Sebagai dusun peziarah dan turis, Darchen dipenuhi hotel dan restoran. (AGUSTINUS WIBOWO) Cemas masih menggerayangi ketika mobil mulai oleng diterpa air sungai yang menderas. Kami tepat di tengah-tengah. Dua puluh meter ke belakang, dua puluh meter ke depan, untuk bisa keluar dari kubangan menyeramkan ini. Sopir memilih mundur. Para penumpang sudah menjerit marah bercampur ketakutan. Beberapa lelaki Tibet turun, ikut mendorong mobil yang tertambat. Tepat sepuluh menit berkubang, mobil kami akhirnya berhasil mencapai tepian.

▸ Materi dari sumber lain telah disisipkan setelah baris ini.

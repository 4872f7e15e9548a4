//! The foreground monitor: transfers the controlling terminal to the
//! foreground job's process group, blocks until it leaves RUNNING under a
//! disciplined signal mask, then classifies the outcome and restores the
//! shell's ownership of the terminal.
//!
//! Precondition: a foreground job exists in slot 0, and `SIGCHLD` is
//! blocked in the caller's mask (an active `SigchldBlockGuard` — see
//! `pipeline.rs`, which holds one across fork-and-register and hands
//! control here without ever unblocking in between).

use crate::job::{JobState, JobTable};
use crate::job_control::{ForegroundTerminalGuard, TerminalAttrs};
use crate::reaper;

#[derive(Debug, Clone, Copy)]
pub enum Outcome {
    /// The job ran to completion (or was killed by a signal); carries the
    /// shell-style exit code (`128 + signal` when signaled).
    Exited(i32),
    /// The job was stopped (Ctrl-Z) and has been parked in a background slot.
    Stopped,
}

/// Run the monitor loop for the job currently in slot 0.
pub fn run_foreground(table: &mut JobTable) -> Outcome {
    let pgid = table
        .get(0)
        .map(|job| job.pgid)
        .expect("run_foreground requires a job in slot 0");

    let saved_attrs = TerminalAttrs::capture(libc::STDIN_FILENO);

    // Transfers terminal ownership to the job's pgid; its `Drop` hands it
    // back to the shell's own group when this function returns, covering
    // both the STOPPED and FINISHED outcomes.
    let terminal = ForegroundTerminalGuard::new(pgid).ok();

    loop {
        reaper::drain(table);
        match table.aggregate(0) {
            Some(JobState::Running) | None => {
                crate::job_control::sigsuspend_unblocked();
            }
            Some(_) => break,
        }
    }

    // Terminal foreground back to the shell first, then the saved termios.
    drop(terminal);
    if let Some(attrs) = &saved_attrs {
        attrs.restore();
    }

    match table.aggregate(0) {
        Some(JobState::Stopped) => {
            let to = allocate_bg_slot(table);
            table.movejob(0, to);
            for line in table.watchjobs(crate::job::JobFilter::Stopped) {
                crate::report::msg(line);
            }
            Outcome::Stopped
        }
        _ => {
            let (_, status) = table.jobstate(0).unwrap_or((JobState::Finished, None));
            Outcome::Exited(status.map(|s| s.shell_exit_code()).unwrap_or(0))
        }
    }
}

fn allocate_bg_slot(table: &JobTable) -> usize {
    // Mirrors JobTable::addjob's own "lowest free ≥1" rule without
    // re-running the pgid/reporting side effects `addjob` has, since the
    // job already exists — `movejob` is the right primitive here.
    let mut slot = 1;
    while !table.is_free(slot) {
        slot += 1;
    }
    slot
}
//! Progressive trip-route rendering engine.
//!
//! Incrementally draws a trip itinerary's route segments onto an external
//! map surface as the active day changes: forward navigation adds only the
//! missing segments, backward navigation rebuilds from day one, and the
//! final day closes the itinerary into a loop with a return route. Drawing
//! and routing are delegated to a [`traits::RouteSurface`] collaborator;
//! this crate owns only the progression state machine and its data
//! contracts.

#![allow(async_fn_in_trait)]

pub mod dataset;
pub mod engine;
pub mod error;
pub mod navigator;
pub mod progress;
pub mod segment;
pub mod surface;
pub mod traits;
pub mod trip;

Para penumpang mendengus kesal. Barang bawaan mereka yang ditaruh bagasi belakang semua jadi hitam bercampur lumpur. Ibu polisi Tibet itu lebih sedih lagi, sekarung beras yang dibawanya juga jadi beras lumpur. “Itulah pengabdian,” katanya sambil menghela nafas panjang, ketika kami melanjutkan perjalanan. Saya tersentuh oleh pengabdian polisi senior ini. Gajinya cuma 2500 Yuan. Di Tibet, di tempat yang terpencil dengan semua harga barang melambung tinggi, gaji itu sama sekali tidak ada apa-apanya. Naik bus seperti ini sepuluh kali saja sudah habis. Untuk makan tiga orang aja selama satu bulan juga tidak cukup. Belum lagi untuk tabungan, biaya hidup anak dan keluarganya. Tetapi bu polisi tetap tegas menjalankan tugas, menegakkan hukum di pelosok terjauh Republik Rakyat China, tak peduli dengan rengekan orang asing yang melakukan perjalanan-perjalanan ilegal. [...]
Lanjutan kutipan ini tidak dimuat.